[vtkusers] parallel mesh reading and writing

Wed Jan 24 12:46:40 EST 2007

On Jan 24, 2007, at 2:09 AM, John Biddiscombe wrote:

> Karl,
>
> I've been writing particle data from vtk using HDF5 in parallel and  
> I would highly recommend HDF5 as a starting point for meshes. Here  
> are two reasons (but keep reading for objections later)
> 1) HDF5 is going to be supported during our lifetimes and probably  
> longer than that. The fact that the creators supply an API which  
> enables anyone to easily query and extract the data makes it a  
> winner (much like netCDF in the past)
> 2) Writing in parallel can produce a single HDF5 file (if you want)  
> and not a collection of files which are indexed by processor - This  
> makes the visualization of data afterwards an order of magnitude  
> easier if the number of processors is different for visualization  
> than it was for generation. (vtk's XML collection format does allow  
> you to do this too - at the expense of sometimes some wasted memory  
> as points or cells might be duplicated).
>
> The vtk XML based multiblock/multifile collection data is very good  
> - and there's a lot to be said for using it. You can get a program  
> up and running in a day which will write N files out from N  
> processes and a single vtm file from process zero which references  
> all the blocks. ParaView will then be able to read the data in  
> directly and the amount of work by you will be minimal.
>
> However if you are going to do the job properly you'll want to  
> worry about points being duplicated between processes and having a  
> single master index of points,cells and the rest.
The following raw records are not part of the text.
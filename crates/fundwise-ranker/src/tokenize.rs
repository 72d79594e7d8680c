//! Field-name tokenisation for lexical overlap.

use std::collections::BTreeSet;

const STOP_WORDS: &[&str] = &[
    "and", "of", "the", "for", "in", "to", "with", "studies", "science", "sciences", "systems",
];

/// Folds spelling and stem variants onto one token.
const SYNONYMS: &[(&str, &str)] = &[
    ("centred", "centered"),
    ("center", "centered"),
    ("centres", "centered"),
    ("computing", "compute"),
    ("computational", "compute"),
    ("computer", "compute"),
    ("computers", "compute"),
    ("chemistry", "chem"),
    ("chemical", "chem"),
    ("chemicals", "chem"),
    ("intelligence", "ai"),
    ("artificial", "ai"),
];

fn canonical(token: &str) -> &str {
    SYNONYMS
        .iter()
        .find(|(from, _)| *from == token)
        .map_or(token, |&(_, to)| to)
}

/// Lowercase, strip punctuation, split hyphens, canonicalise, drop stop words.
pub fn tokenize(label: &str) -> BTreeSet<String> {
    let cleaned: String = label
        .to_lowercase()
        .chars()
        .map(|c| {
            if c.is_ascii_lowercase() || c.is_ascii_digit() || c.is_whitespace() {
                c
            } else {
                ' '
            }
        })
        .collect();

    cleaned
        .split_whitespace()
        .map(canonical)
        .filter(|t| !STOP_WORDS.contains(t))
        .map(str::to_string)
        .collect()
}

/// `|a ∩ b| / |a ∪ b|`; 0 when either set is empty.
pub fn jaccard(a: &BTreeSet<String>, b: &BTreeSet<String>) -> f64 {
    if a.is_empty() || b.is_empty() {
        return 0.0;
    }
    let overlap = a.intersection(b).count();
    let union = a.len() + b.len() - overlap;
    if union == 0 {
        0.0
    } else {
        overlap as f64 / union as f64
    }
}

#[cfg(test)]
mod tests {
    use super::*;

    fn set(tokens: &[&str]) -> BTreeSet<String> {
        tokens.iter().map(|t| t.to_string()).collect()
    }

    #[test]
    fn test_tokenize_normalises_and_drops_stop_words() {
        assert_eq!(
            tokenize("Artificial Intelligence and Image Processing"),
            set(&["ai", "image", "processing"])
        );
        assert_eq!(tokenize("Human-centred computing"), set(&["human", "centered", "compute"]));
        assert_eq!(tokenize("Theoretical & computational chemistry"), set(&["theoretical", "compute", "chem"]));
        assert!(tokenize("Studies of the Sciences").is_empty());
    }

    #[test]
    fn test_tokenize_keeps_digits_and_drops_non_ascii() {
        assert_eq!(tokenize("Café 3D-printing"), set(&["caf", "3d", "printing"]));
    }

    #[test]
    fn test_jaccard() {
        let a = tokenize("Computer vision and multimedia computation");
        let b = tokenize("Computational imaging");
        // a = {compute, vision, multimedia, computation}, b = {compute, imaging}
        assert!((jaccard(&a, &b) - 0.2).abs() < 1e-12);
        assert_eq!(jaccard(&a, &BTreeSet::new()), 0.0);
        assert_eq!(jaccard(&a, &a), 1.0);
    }
}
What tends to  
> happen with the vtk XML collection files is that unless you are  
> careful, points might be present in multiple blocks and be written  
> out from multiple machines causing duplication. ParaView itself is  
> pretty bad in this respect when you extract datasets from  
> multiblock data and writes them out - you end up with all the  
> points from the entire collection of datasets being written when in  
> fact only a small subset of them are used by the block you are  
> writing.
>
snip ---
>
> I started this email with the intention of recommending HDF5 - but  
> I'm ending it with vtk's XML collection as my preferred choice as  
> it will be less work for complex stuff - and the readers and  
> writers already exist. If your data is already in vtk form, then  
> the xml will save you a lot of work.
>
> I welcome input from anyone else considering putting meshes into hdf5

John,

    Thank you for your very detailed review of the subject.  Indeed,  
I have to concur with yours and Kevin's comments (earlier on the  
thread)  using the vtkXMLP* classes makes it very easy.  We did  
indeed get an implementation that worked within a couple of hours and  
that is very appealing.  Nonetheless, I still see some major  
advantages to dealing with one file instead of 1700 files as you  
mention in your later post.   So . . . in your experience, how  
difficult would it be to write a general  
vtkHDF5UnstructuredGridReader/Writer?   Would you be willing to  
contribute to such a project?    The vtkExodus reader already  
introduces a dependency on netcdf and supposedly the next version of  
netcdf will be a layer on top of HDF5.  So, there may be an implicit  
dependency on HDF5 within vtk in the future.

     Karl